Media impacted by cancellation of in-person Prides, for second year

by Joe Siegel

For the second year in a row, fears of COVID-19 have prompted cancellations of Pride festivals in major American cities including Seattle and Washington, D.C.

A story which appeared in San Francisco’s Bay Area Reporter last month reported that Seattle are scrapping their in-person event this June and are once again going virtual due to the pandemic.

Other Prides are likely to follow suit with strictly virtual events this year, while others are contemplating holding hybrid celebrations, with some events virtual and other smaller in-person gatherings.
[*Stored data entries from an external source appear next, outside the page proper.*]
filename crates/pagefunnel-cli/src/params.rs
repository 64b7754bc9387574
//! Run parameter resolution.
//!
//! Turns raw run parameters plus configuration into an immutable
//! [`RunContext`] that every later step borrows. Nothing here touches the
//! backend, so every failure happens before any read or write.

use crate::config::{is_identifier, Config, Target};
use chrono::{DateTime, Duration, NaiveDate, NaiveDateTime, Utc};
use pagefunnel_backend::{ScopePredicate, TableRef};
use std::collections::BTreeMap;
use thiserror::Error;

/// Errors that can occur while resolving run parameters
#[derive(Debug, Error)]
pub enum ParamError {
    #[error("Country '{country}' has no company code mapping (known: {known})")]
    UnmappedCountry { country: String, known: String },

    #[error("Company code {given} does not match {resolved}, the code mapped to country '{country}'")]
    CompanyCodeMismatch {
        given: i16,
        resolved: i16,
        country: String,
    },

    #[error("Invalid period '{0}': expected a month number 1-12")]
    InvalidPeriod(String),

    #[error("Invalid year '{0}': expected four digits")]
    InvalidYear(String),

    #[error("Invalid {field} '{value}': expected a plain SQL identifier")]
    InvalidIdentifier { field: &'static str, value: String },
}

/// Raw parameters of one run, as given on the command line.
#[derive(Debug, Clone)]
pub struct RunParams {
    pub country: String,
    pub company_code: i16,
    pub period: String,
    pub year: String,
    /// Defaults to yesterday in the reporting locale
    pub data_date: Option<NaiveDate>,
    pub target_db: Option<String>,
    pub target_table: Option<String>,
}

/// Immutable configuration of one run.
#[derive(Debug, Clone, PartialEq, Eq)]
pub struct RunContext {
    pub country: String,
    pub company_code: i16,
    pub year: String,
    /// Two digits, `01`..`12`
    pub period: String,
    pub data_date: NaiveDate,
    /// Captured once so every row of the run carries the same value
    pub load_ts: NaiveDateTime,
    pub source: TableRef,
    pub target: TableRef,
}

impl RunContext {
    pub fn resolve(
        params: &RunParams,
        config: &Config,
        target: &Target,
        now: DateTime<Utc>,
    ) -> Result<Self, ParamError> {
        let company_code = resolve_company_code(&config.companies, &params.country)?;
        if company_code != params.company_code {
            return Err(ParamError::CompanyCodeMismatch {
                given: params.company_code,
                resolved: company_code,
                country: params.country.clone(),
            });
        }

        let period = normalize_period(&params.period)?;
        let year = validate_year(&params.year)?;

        let data_date = params
            .data_date
            .unwrap_or_else(|| default_data_date(now, config.utc_offset_hours));

        let schema = identifier(
            "target database",
            params.target_db.as_deref().unwrap_or(&target.schema),
        )?;
        let table = identifier(
            "target table",
            params.target_table.as_deref().unwrap_or(&target.table),
        )?;

        Ok(Self {
            country: params.country.clone(),
            company_code,
            year,
            period,
            data_date,
            load_ts: local_now(now, config.utc_offset_hours),
            source: TableRef::new(&config.source.schema, &config.source.table),
            target: TableRef::new(schema, table),
        })
    }

    /// Month of source events to read, `YYYY-MM`.
    pub fn reporting_month(&self) -> String {
        format!("{}-{}", self.year, self.period)
    }

    /// Slice of the target table this run replaces.
    pub fn scope(&self) -> ScopePredicate {
        ScopePredicate::new(self.company_code, self.data_date)
    }
}

/// Wall clock in the reporting locale.
pub fn local_now(now: DateTime<Utc>, utc_offset_hours: i64) -> NaiveDateTime {
    (now + Duration::hours(utc_offset_hours)).naive_utc()
}

/// Yesterday in the reporting locale.
pub fn default_data_date(now: DateTime<Utc>, utc_offset_hours: i64) -> NaiveDate {
    local_now(now, utc_offset_hours).date() - Duration::days(1)
}

/// Look up the company code for a country (case-insensitive).
pub fn resolve_company_code(
    companies: &BTreeMap<String, i16>,
    country: &str,
) -> Result<i16, ParamError> {
    let key = country.trim().to_lowercase();
    companies
        .iter()
        .find(|(name, _)| name.to_lowercase() == key)
        .map(|(_, code)| *code)
        .ok_or_else(|| ParamError::UnmappedCountry {
            country: country.to_string(),
            known: companies.keys().cloned().collect::<Vec<_>>().join(", "),
        })
}

fn normalize_period(period: &str) -> Result<String, ParamError> {
    let trimmed = period.trim();
    match trimmed.parse::<u32>() {
        Ok(month @ 1..=12) if trimmed.len() <= 2 => Ok(format!("{:02}", month)),
        _ => Err(ParamError::InvalidPeriod(period.to_string())),
    }
}

fn validate_year(year: &str) -> Result<String, ParamError> {
    let trimmed = year.trim();
    if trimmed.len() == 4 && trimmed.chars().all(|c| c.is_ascii_digit()) {
        Ok(trimmed.to_string())
    } else {
        Err(ParamError::InvalidYear(year.to_string()))
    }
}

fn identifier(field: &'static str, value: &str) -> Result<String, ParamError> {
    if is_identifier(value) {
        Ok(value.to_string())
    } else {
        Err(ParamError::InvalidIdentifier {
            field,
            value: value.to_string(),
        })
    }
}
Most of the annual LGBTQ festivals take place in late spring or the summer, just when federal, state and local health officials expect to see most Americans vaccinated against the virus.
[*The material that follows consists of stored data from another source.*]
//! Read-back checks over one scope of the target table.

use crate::errors::PipelineError;
use crate::rows::{rows_from_batches, PageFunnelRow};
use pagefunnel_backend::{Backend, ScopePredicate, TableRef};
use std::collections::HashMap;

/// Findings for one scope. A clean scope has no duplicates, NULLs or
/// negative counters.
#[derive(Debug, Clone, Default, PartialEq, Eq)]
pub struct ScopeReport {
    pub rows: usize,
    /// (company code, subject, month) keys that appear more than once
    pub duplicate_keys: usize,
    /// Rows with at least one NULL counter
    pub null_counters: usize,
    /// Rows with at least one negative counter
    pub negative_counters: usize,
}

impl ScopeReport {
    pub fn from_rows(rows: &[PageFunnelRow]) -> Self {
        let mut keys: HashMap<_, usize> = HashMap::new();
        for row in rows {
            *keys.entry(row.key()).or_default() += 1;
        }

        Self {
            rows: rows.len(),
            duplicate_keys: keys.values().filter(|&&n| n > 1).count(),
            null_counters: rows
                .iter()
                .filter(|r| r.counters.iter().any(Option::is_none))
                .count(),
            negative_counters: rows
                .iter()
                .filter(|r| r.counters.iter().flatten().any(|&v| v < 0))
                .count(),
        }
    }

    pub fn is_clean(&self) -> bool {
        self.duplicate_keys == 0 && self.null_counters == 0 && self.negative_counters == 0
    }
}

/// All rows of `table` inside the scope, ordered by subject and month.
pub async fn read_scope(
    backend: &dyn Backend,
    table: &TableRef,
    scope: &ScopePredicate,
) -> Result<Vec<PageFunnelRow>, PipelineError> {
    let sql = format!(
        r#"SELECT * FROM {} WHERE {} ORDER BY Hash_ID, "month""#,
        table,
        scope.to_sql()
    );

    let batches = backend
        .execute_sql(&sql)
        .await
        .map_err(|e| PipelineError::ScopeReadFailed {
            table: table.to_string(),
            scope: scope.to_string(),
            source: e,
        })?;

    rows_from_batches(&batches).map_err(|e| PipelineError::RowDecode {
        table: table.to_string(),
        source: e,
    })
}

pub async fn check_scope(
    backend: &dyn Backend,
    table: &TableRef,
    scope: &ScopePredicate,
) -> Result<ScopeReport, PipelineError> {
    let rows = read_scope(backend, table, scope).await?;
    let report = ScopeReport::from_rows(&rows);

    tracing::info!(
        table = %table,
        scope = %scope,
        rows = report.rows,
        duplicate_keys = report.duplicate_keys,
        null_counters = report.null_counters,
        negative_counters = report.negative_counters,
        "Checked scope"
    );

    Ok(report)
}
Nevertheless, Washington, D.C.’s Metro Weekly reported: “For the second year in a row, Capital Pride will forego a traditional Pride parade, festival and concert this June, due to the COVID-19 pandemic and the scarcity of vaccines to protect against the deadly coronavirus. … Capital Pride Alliance, which organizes the yearly celebration, made the announcement in a news release, expressing hope that a more efficient vaccine rollout might make it possible to hold in-person events sometime around October.”

Editors and publishers of various LGBTQ publications said they are taking the news in stride.
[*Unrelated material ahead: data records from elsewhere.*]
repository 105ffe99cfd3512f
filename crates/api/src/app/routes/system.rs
use axum::http::StatusCode;

pub async fn health() -> StatusCode {
    StatusCode::OK
}
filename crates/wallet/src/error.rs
use rust_decimal::Decimal;
use thiserror::Error;

/// Why the ledger refused a deposit or withdrawal.
///
/// Both variants are recoverable: the ledger is left exactly as it was and
/// the caller is expected to ask the user for a different amount.
#[derive(Debug, Error, Clone, PartialEq, Eq)]
pub enum WalletError {
    /// Input is not a positive, representable number.
    #[error("invalid amount: {input:?}")]
    InvalidAmount { input: String },

    /// Withdrawal gross amount exceeds the current balance.
    #[error("insufficient funds: requested {requested}, balance {balance}")]
    InsufficientFunds { balance: Decimal, requested: Decimal },
}

impl WalletError {
    pub fn invalid_amount(input: impl Into<String>) -> Self {
        Self::InvalidAmount {
            input: input.into(),
        }
    }
}
use rust_decimal::Decimal;
use serde::{Deserialize, Serialize};

use paydesk_core::WalletId;

use crate::transaction::Transaction;

/// Point-in-time read of a ledger, in display order.
#[derive(Debug, Clone, PartialEq, Eq, Serialize, Deserialize)]
pub struct WalletSnapshot {
    pub wallet_id: WalletId,
    pub balance: Decimal,
    pub accumulated_fees: Decimal,
    /// Display hint only (`balance * (1 - fee_rate)`).
    pub available_for_withdrawal: Decimal,
    pub fee_rate: Decimal,
    pub version: u64,
    /// Newest first.
    pub transactions: Vec<Transaction>,
}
“We will persevere and continue to find new sources of revenue while we await broader vaccinations and perhaps some Pride events can happen in the fall,” said Kevin Naff, editor of the Washington Blade in D.C.

Pride going virtual in 2021, just like last year, in cities like Washington, D.C. (Photo courtesy: The Washington Blade)

“I expect the lack of an in-person Pride in San Francisco would affect us like it did last year — a much smaller issue,” said Cynthia Laird, news editor of Bay Area Reporter. “We would continue to cover Pride-related things like naming of the community grand marshals and announcements on whatever virtual programming they will have. I also expect there will be an independent protest-type march like what occurred last year. It was tied to Black Lives Matter and organically organized.”

Some Pride celebrations are still going to be held, despite the ongoing pandemic.

“New York City is in a unique situation because there are multiple Pride marches. Heritage of Pride, which hosts the main larger march, announced plans last week that their Pride march will be virtual with to-be-determined ‘in-person elements,’” said Matt Tracy, editor of Gay City News. “However, the Reclaim Pride Coalition’s Queer Liberation March, which is more of a grassroots Pride march without corporate sponsors or police officers, is planning to hold an in-person march this year. When the Heritage of Pride march went virtual last year, the Queer Liberation March went ahead with an in-person march and drew many thousands of people.”

Either way, there will be an in-person Pride march in New York City this year. “And we’ll be covering it like we have every other year,” Tracy said. “We will, of course, keep tabs on virtual events as well.”